Assignment: Of all the entries below, only the lines from the one with "usize) -> Result<()>;" up to and including the one with "if end < start" are to be duplicated exactly.

Stored data entries:
▬▬▬▬▬▬▬▬▬▬

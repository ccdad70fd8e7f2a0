//! Compensated summation
//!
//! Naive left-to-right summation accumulates rounding error that grows
//! with the number of terms. The accumulators here keep that error under
//! control: [`KahanSum`] carries an explicit correction term and gives the
//! tightest bound at the cost of extra arithmetic per element, while
//! [`PairwiseSum`] merges 64-element blocks binary-tree style and is the
//! cheaper choice for data that is already materialized in a slice.
//!
//! Both implement the [`Accumulator`] contract, so inner products inside
//! the decompositions can swap strategies without touching the call sites.

use crate::error::{Error, Result};

/// A running summation that controls floating-point error accumulation.
///
/// `sum` may be called at any time; more values can be added afterward.
pub trait Accumulator {
    /// Add a single value to the summation.
    fn add(&mut self, value: f64);

    /// Add every element of a slice to the summation.
    fn add_slice(&mut self, values: &[f64]);

    /// Add the elements with indices in `[start, end)` to the summation.
    ///
    /// Fails if the index pair is inverted or out of range.
    fn add_range(&mut self, values: &[f64], start: usize, end: usize) -> Result<()>;

    /// Add every value produced by an iterator to the summation.
    fn add_iter<I>(&mut self, values: I)
    where
        I: IntoIterator<Item = f64>,
        Self: Sized,
    {
        for value in values {
            self.add(value);
        }
    }

    /// The sum of all values added so far.
    fn sum(&self) -> f64;

    /// Reset the accumulator to sum a new set of values.
    fn reset(&mut self);
}

fn check_range(len: usize, start: usize, end: usize) -> Result<()> {
    if end < start || end > len {
        return Err(Error::IndexRange { start, end, len });
    }
    Ok(())
}

/// Kahan (compensated) summation.
///
/// Each addition recovers the rounding error of the previous one and
/// reapplies it, giving an error bound independent of how many values are
/// summed. Slightly more expensive per element than [`PairwiseSum`].
#[derive(Debug, Clone, Default)]
pub struct KahanSum {
    total: f64,
    c: f64,
}

impl KahanSum {
    /// Create an accumulator with a zero sum.
    pub fn new() -> Self {
        Self::default()
    }
}

impl Accumulator for KahanSum {
    #[inline]
    fn add(&mut self, value: f64) {
        // The parenthesization is the algorithm; do not simplify.
        let y = value - self.c;
        let t = self.total + y;
        self.c = (t - self.total) - y;
        self.total = t;
    }

    fn add_slice(&mut self, values: &[f64]) {
        for &value in values {
            self.add(value);
        }
    }

    fn add_range(&mut self, values: &[f64], start: usize, end: usize) -> Result<()> {
        check_range(values.len(), start, end)?;
        for &value in &values[start..end] {
            self.add(value);
        }
        Ok(())
    }

    #[inline]
    fn sum(&self) -> f64 {
        self.total
    }

    fn reset(&mut self) {
        self.total = 0.0;
        self.c = 0.0;
    }
}

// Blocks of BLOCK values are summed naively, which trims the bottom
// log2(BLOCK) levels off the recursion.
const BLOCK: usize = 64;

const INITIAL_LEVELS: usize = 32;
const LEVEL_INCREMENT: usize = 16;

/// Pairwise (cascade) summation.
///
/// Values are grouped into blocks of 64, summed naively within a block,
/// and completed blocks are merged upward binary-tree style: a carry at
/// level `k` combines two partial sums into one at level `k + 1`. For a
/// one-shot sum of a slice, use [`PairwiseSum::sum_slice`], which needs no
/// persistent state.
#[derive(Debug, Clone)]
pub struct PairwiseSum {
    psums: Vec<f64>,
    occupied: Vec<bool>,
    max: usize,
    subtotal: f64,
    count: usize,
}

impl Default for PairwiseSum {
    fn default() -> Self {
        Self {
            psums: vec![0.0; INITIAL_LEVELS],
            occupied: vec![false; INITIAL_LEVELS],
            max: 0,
            subtotal: 0.0,
            count: 0,
        }
    }
}

impl PairwiseSum {
    /// Create an accumulator with a zero sum.
    pub fn new() -> Self {
        Self::default()
    }

    /// Sum the elements of a slice with no persistent state.
    pub fn sum_slice(values: &[f64]) -> f64 {
        pairwise(values)
    }

    /// Merge `sum` into the level array starting at `index`, carrying
    /// upward until a free slot is found.
    fn merge_at_level(&mut self, mut index: usize, mut sum: f64) {
        while self.occupied[index] {
            sum += self.psums[index];
            self.occupied[index] = false;
            self.psums[index] = 0.0;
            index += 1;
            if index == self.psums.len() {
                self.psums.resize(self.psums.len() + LEVEL_INCREMENT, 0.0);
                self.occupied.resize(self.occupied.len() + LEVEL_INCREMENT, false);
            }
        }
        self.psums[index] = sum;
        self.occupied[index] = true;
        if index >= self.max {
            self.max = index + 1;
        }
    }
}

impl Accumulator for PairwiseSum {
    fn add(&mut self, value: f64) {
        self.subtotal += value;
        self.count += 1;
        if self.count == BLOCK {
            let block_sum = self.subtotal;
            self.subtotal = 0.0;
            self.count = 0;
            self.merge_at_level(0, block_sum);
        }
    }

    fn add_slice(&mut self, values: &[f64]) {
        // Infallible: the full range is always in bounds.
        let _ = self.add_range(values, 0, values.len());
    }

    fn add_range(&mut self, values: &[f64], start: usize, end: usize) -> Result<()> {
        check_range(values.len(), start, end)?;
        let mut start = start;

        // Feed the mod-BLOCK remainder through the scalar path so the
        // rest of the range is an exact multiple of BLOCK.
        let mut remainder = (end - start) % BLOCK;
        while remainder > 0 {
            self.add(values[start]);
            start += 1;
            remainder -= 1;
        }
        if start == end {
            return Ok(());
        }

        // Find the tree level whose span covers the remaining elements:
        // the largest power of two times BLOCK that does not exceed n.
        let n = end - start;
        let mut span = BLOCK;
        let mut index = 0;
        while span < n {
            span <<= 1;
            index += 1;
        }
        if span > n {
            index -= 1;
        }

        let sum = pairwise(&values[start..end]);
        self.merge_at_level(index, sum);
        Ok(())
    }

    fn sum(&self) -> f64 {
        let mut sum = self.subtotal;
        for &psum in &self.psums[..self.max] {
            sum += psum;
        }
        sum
    }

    fn reset(&mut self) {
        self.psums.fill(0.0);
        self.occupied.fill(false);
        self.max = 0;
        self.subtotal = 0.0;
        self.count = 0;
    }
}

/// Recursive pairwise sum: split at the midpoint down to blocks shorter
/// than [`BLOCK`], which are summed linearly.
fn pairwise(values: &[f64]) -> f64 {
    if values.len() < BLOCK {
        let mut total = 0.0;
        for &value in values {
            total += value;
        }
        total
    } else {
        let (lo, hi) = values.split_at(values.len() / 2);
        pairwise(lo) + pairwise(hi)
    }
}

▬▬▬▬▬▬▬▬▬▬

Exercise answer:
    fn add_range(&mut self, values: &[f64], start: usize, end: usize) -> Result<()>;

    /// Add every value produced by an iterator to the summation.
    fn add_iter<I>(&mut self, values: I)
    where
        I: IntoIterator<Item = f64>,
        Self: Sized,
    {
        for value in values {
            self.add(value);
        }
    }

    /// The sum of all values added so far.
    fn sum(&self) -> f64;

    /// Reset the accumulator to sum a new set of values.
    fn reset(&mut self);
}

fn check_range(len: usize, start: usize, end: usize) -> Result<()> {
    if end < start || end > len {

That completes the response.